There is a growing trend within the games industry to move compute work to the graphics processing unit (GPU) resulting in engines and/or studios developing large portfolios of GPU compute shaders for many different compute tasks. However, there are times when it would be convenient to run those compute shaders on the CPU without having to re-invest in developing C/C++ variants of them. There are many reasons for doing this, including simple experimentation and debug, utilizing spare CPU cycles and encouraging CPU-based content scaling, CPU-based interaction with other CPU side game assets, for deterministic consistency of results, and so on.
To help address this opportunity while also utilizing the single instruction, multiple data (SIMD) vector units built into modern CPU cores, we have started developing a prototype translator, based on the open source Khronos* SPIRV-Cross project, that will take Standard Portable Intermediate Representation (SPIR-V1) as input and output kernels from Intel® SPMD Program Compiler (Intel® SPC), commonly known as ISPC. As shown in the usage sample below, ispc.exe takes C-style kernels and generates highly vectorized CPU object files targeting multiple ISAs such as Intel® Streaming SIMD Extensions (Intel® SSE), Intel® Advanced Vector Extensions 2 (Intel® AVX2), and Intel® Advanced Vector Extensions 512 (Intel® AVX-512).
The project should be considered as a starting point for conversion rather than a fully featured and performant solution. The project currently supports a subset of the standard SPIR-V intrinsics, built-ins and types, but it was designed to utilize a core performance feature of ispc.exe, which is the notion of uniform (scalar) or varying (vector) variables. This allows optimizations such as avoiding expensive and divergent vector branches if the test condition is scalar.

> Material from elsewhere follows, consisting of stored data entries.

//! CPU identity collector
//!
//! On x86 the reading is CPUID leaf 1 (version information and feature
//! flags) as EAX, EBX, ECX, EDX in little-endian order. Other architectures
//! have no CPUID, so the identity lines of `/proc/cpuinfo` stand in.

use super::ComponentCollector;
use crate::fingerprint::ComponentType;

#[cfg(not(any(target_arch = "x86", target_arch = "x86_64")))]
use crate::constants::paths::PROC_CPUINFO;
use crate::constants::cpu::CPUINFO_IDENTITY_KEYS;

/// Reads the processor signature of the running machine
#[derive(Debug, Clone, Copy, Default)]
pub struct CpuCollector;

impl ComponentCollector for CpuCollector {
    fn component(&self) -> ComponentType {
        ComponentType::Cpu
    }

    fn fetch(&self) -> Vec<u8> {
        read_cpu_signature()
    }
}

#[cfg(any(target_arch = "x86", target_arch = "x86_64"))]
fn read_cpu_signature() -> Vec<u8> {
    #[cfg(target_arch = "x86")]
    use std::arch::x86::__cpuid;
    #[cfg(target_arch = "x86_64")]
    use std::arch::x86_64::__cpuid;

    use crate::constants::cpu::{CPUID_VERSION_LEAF, RAW_READING_LEN};

    // SAFETY: leaf 1 is supported by every processor Rust's x86 targets run on.
    #[allow(unused_unsafe)]
    let regs = unsafe { __cpuid(CPUID_VERSION_LEAF) };

    let mut out = Vec::with_capacity(RAW_READING_LEN);
    for reg in [regs.eax, regs.ebx, regs.ecx, regs.edx] {
        out.extend_from_slice(&reg.to_le_bytes());
    }
    out
}

#[cfg(not(any(target_arch = "x86", target_arch = "x86_64")))]
fn read_cpu_signature() -> Vec<u8> {
    match std::fs::read_to_string(PROC_CPUINFO) {
        Ok(text) => cpuinfo_identity(&text),
        Err(e) => {
            tracing::debug!(error = %e, "cpuinfo unavailable");
            Vec::new()
        }
    }
}

/// Identity lines of the first processor stanza of `/proc/cpuinfo`
///
/// Per-core values (processor number, clock, bogomips, APIC ids) are left
/// out so the reading is the same whichever core answers. Returns empty when
/// no identity key is present.
pub fn cpuinfo_identity(text: &str) -> Vec<u8> {
    let mut out = String::new();

    for line in text.lines() {
        if line.trim().is_empty() {
            if out.is_empty() {
                continue;
            }
            break;
        }
        let Some((key, value)) = line.split_once(':') else {
            continue;
        };
        let key = key.trim();
        if CPUINFO_IDENTITY_KEYS.contains(&key) {
            out.push_str(key);
            out.push(':');
            out.push_str(value.trim());
            out.push('\n');
        }
    }

    out.into_bytes()
}
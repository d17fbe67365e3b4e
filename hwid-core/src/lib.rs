//! hwid Core Library
//!
//! Machine fingerprints that survive ordinary hardware churn.
//!
//! # Features
//!
//! - **Collection**: CPU signature, host name, network adapters and volume
//!   UUIDs, each behind a mockable collector trait
//! - **Block codec**: 32-bit SHA-1 derived blocks tagged with their component
//!   type, serialized as little-endian words and base64
//! - **Tolerant matching**: CPU must match; one other component type may
//!   change without invalidating the fingerprint
//! - **Enrollment**: JSON store for the reference fingerprint and its
//!   verification history
//!
//! # Module Structure
//!
//! - `collect/` - native and fixed component collectors
//! - `fingerprint/` - blocks, block sets, codec, builder, matcher
//! - `store`, `settings` - persistence
//!
//! # Example
//!
//! ```no_run
//! use hwid_core::FingerprintBuilder;
//!
//! let blocks = FingerprintBuilder::system().build();
//! let fingerprint = blocks.fingerprint();
//! assert!(blocks.matches(fingerprint.as_bytes()));
//! println!("{}", fingerprint);
//! ```

// Grouped modules
pub mod collect;
pub mod fingerprint;

// Standalone modules
pub mod constants;
pub mod error;
pub mod settings;
pub mod store;

// Re-export error types
pub use error::{HwidError, Result};

// Re-export fingerprint types
pub use fingerprint::{
    Block, BlockSet, BuilderOptions, ComponentType, Fingerprint, FingerprintBuilder,
    InsertOutcome, MatchEngine, MatchPolicy, MatchReport, MatchVerdict,
};

// Re-export codec and matching functions
pub use fingerprint::codec::{from_base64, from_bytes, to_base64, to_bytes};
pub use fingerprint::matcher::{evaluate, is_match};

// Re-export collectors
pub use collect::{CollectorSet, ComponentCollector, FixedCollector};

// Re-export persistence
pub use settings::Settings;
pub use store::FingerprintStore;
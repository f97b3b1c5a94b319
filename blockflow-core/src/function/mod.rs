//! Block Functions
//!
//! A function is the behavior attached to a block through its `#is`
//! property. Functions are registered by type name in a
//! [`FunctionRegistry`]; each block gets its own [`Behavior`] instance from
//! the registered factory.
//!
//! # Contract
//!
//! - `input_changed` is consulted when one of the block's inputs changes and
//!   decides whether the block should be enqueued.
//! - `run` reads inputs from the block and writes outputs back to it. It is
//!   only ever called by the block's job while draining, or inline for
//!   `#sync` blocks.
//! - `destroy` releases whatever the behavior created. It is called when the
//!   block is retyped or destroyed.

pub mod math;
mod nested;
mod registry;

pub use nested::NestedJob;
pub use registry::{BehaviorFactory, FunctionRegistry};

use crate::error::FunctionError;
use crate::graph::{Block, BlockMode};
use crate::reactive::PropertyKind;
use crate::value::Value;

/// Indexed input count for dynamic-arity functions when `#len` is unset.
pub const DEFAULT_ARITY: usize = 2;

/// Per-block instance of a function.
pub trait Behavior {
    /// Called when input `name` changed. Return `false` to skip the run.
    fn input_changed(&mut self, _name: &str, _value: Option<&Value>) -> bool {
        true
    }

    /// Compute outputs from inputs.
    fn run(&mut self, block: &Block) -> Result<(), FunctionError>;

    /// `#cancel` was set.
    fn on_cancel(&mut self, _block: &Block) {}

    /// `#wait` was toggled.
    fn on_wait(&mut self, _block: &Block, _waiting: bool) {}

    /// The behavior is being detached from `block`.
    fn destroy(&mut self, _block: &Block) {}
}

/// Static description of a function type.
#[derive(Debug, Clone, PartialEq)]
pub struct FunctionDesc {
    /// Named inputs. Empty means "every data property that is not an output".
    pub inputs: Vec<String>,

    pub outputs: Vec<String>,

    /// Scheduling priority, 0 (first) to 3.
    pub priority: u8,

    /// Mode used when the block's `#mode` is `auto`.
    pub mode: BlockMode,

    /// Inputs are `0..#len` in addition to the named ones.
    pub dynamic_arity: bool,
}

impl Default for FunctionDesc {
    fn default() -> Self {
        Self {
            inputs: Vec::new(),
            outputs: Vec::new(),
            priority: 1,
            mode: BlockMode::Always,
            dynamic_arity: false,
        }
    }
}

impl FunctionDesc {
    pub fn new() -> Self {
        Self::default()
    }

    pub fn with_inputs<I, S>(mut self, inputs: I) -> Self
    where
        I: IntoIterator<Item = S>,
        S: Into<String>,
    {
        self.inputs = inputs.into_iter().map(Into::into).collect();
        self
    }

    pub fn with_outputs<I, S>(mut self, outputs: I) -> Self
    where
        I: IntoIterator<Item = S>,
        S: Into<String>,
    {
        self.outputs = outputs.into_iter().map(Into::into).collect();
        self
    }

    pub fn with_priority(mut self, priority: u8) -> Self {
        self.priority = priority;
        self
    }

    pub fn with_mode(mut self, mode: BlockMode) -> Self {
        self.mode = mode;
        self
    }

    pub fn with_dynamic_arity(mut self) -> Self {
        self.dynamic_arity = true;
        self
    }

    pub fn is_output(&self, name: &str) -> bool {
        self.outputs.iter().any(|o| o == name)
    }

    /// Whether a change to `name` counts as an input change, given the
    /// block's current arity.
    pub fn is_input(&self, name: &str, arity: usize) -> bool {
        if self.is_output(name) {
            return false;
        }
        if self.inputs.iter().any(|i| i == name) || self.is_indexed(name, arity) {
            return true;
        }
        self.inputs.is_empty() && !self.dynamic_arity && PropertyKind::classify(name) == PropertyKind::Io
    }

    /// Whether `name` is one of the function's declared ports.
    pub fn declares(&self, name: &str, arity: usize) -> bool {
        self.is_output(name) || self.inputs.iter().any(|i| i == name) || self.is_indexed(name, arity)
    }

    fn is_indexed(&self, name: &str, arity: usize) -> bool {
        if !self.dynamic_arity {
            return false;
        }
        match name.parse::<usize>() {
            // "01" is not input 1
            Ok(index) => index < arity && index.to_string() == name,
            Err(_) => false,
        }
    }
}

// ----------------------------------------------------------------------------
// Tests
// ----------------------------------------------------------------------------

The code has been tested on a handful of shaders, such as the compute examples in Sascha Willems’ Vulkan* repository and the particle system compute shaders in Microsoft DirectX* 12 MiniEngine sample.
The code can be downloaded from our GitHub* repository and has currently only been tested on Windows* systems. The GitHub Readme contains more detailed documentation about the implementation and supported features.
Usage
glslangValidator.exe -H -V -o test.spv test.comp
spirv-cross.exe --ispc --output test.ispc test.spv
ispc.exe -O2 test.ispc -o test.ispc.obj -h test.ispc.h --target=avx2 --opt=fast-math
Example API Usage
ispc::raytracing_get_workgroup_size(workgroupSize[0], workgroupSize[1], workgroupSize[2]);
int32_t dispatch[3] = { textureComputeTarget.width / workgroupSize[0], textureComputeTarget.height / workgroupSize[1], 1 };
int32_t dispatch_count = dispatch[0] * dispatch[1];
concurrency::parallel_for<uint32_t>(0, dispatch_count, [&](uint32_t dispatchID)
{
int32_t workgroupID[3] = { dispatchID % dispatch[0], dispatchID / dispatch[1], 0 };
ispc::raytracing_dispatch_single(workgroupID, dispatch, planeCount, *pPlanes, sphereCount, *pSpheres, *pUBO, resultImage);
});
This project is open sourced under the original SPIRV-Cross Apache 2.0 license and we welcome any comments and contributions.
Further information on using ISPC in games can be found in the article, Use the Intel® SPMD Program Compiler for CPU Vectorization in Games.
Footnote
- SPIR-V is the default shader language for Vulkan and can be generated from OpenGL* Shading Language (GLSL) and High-Level Shading Language (HLSL) shaders by tools such as the glslangValidator and shaderc compilers.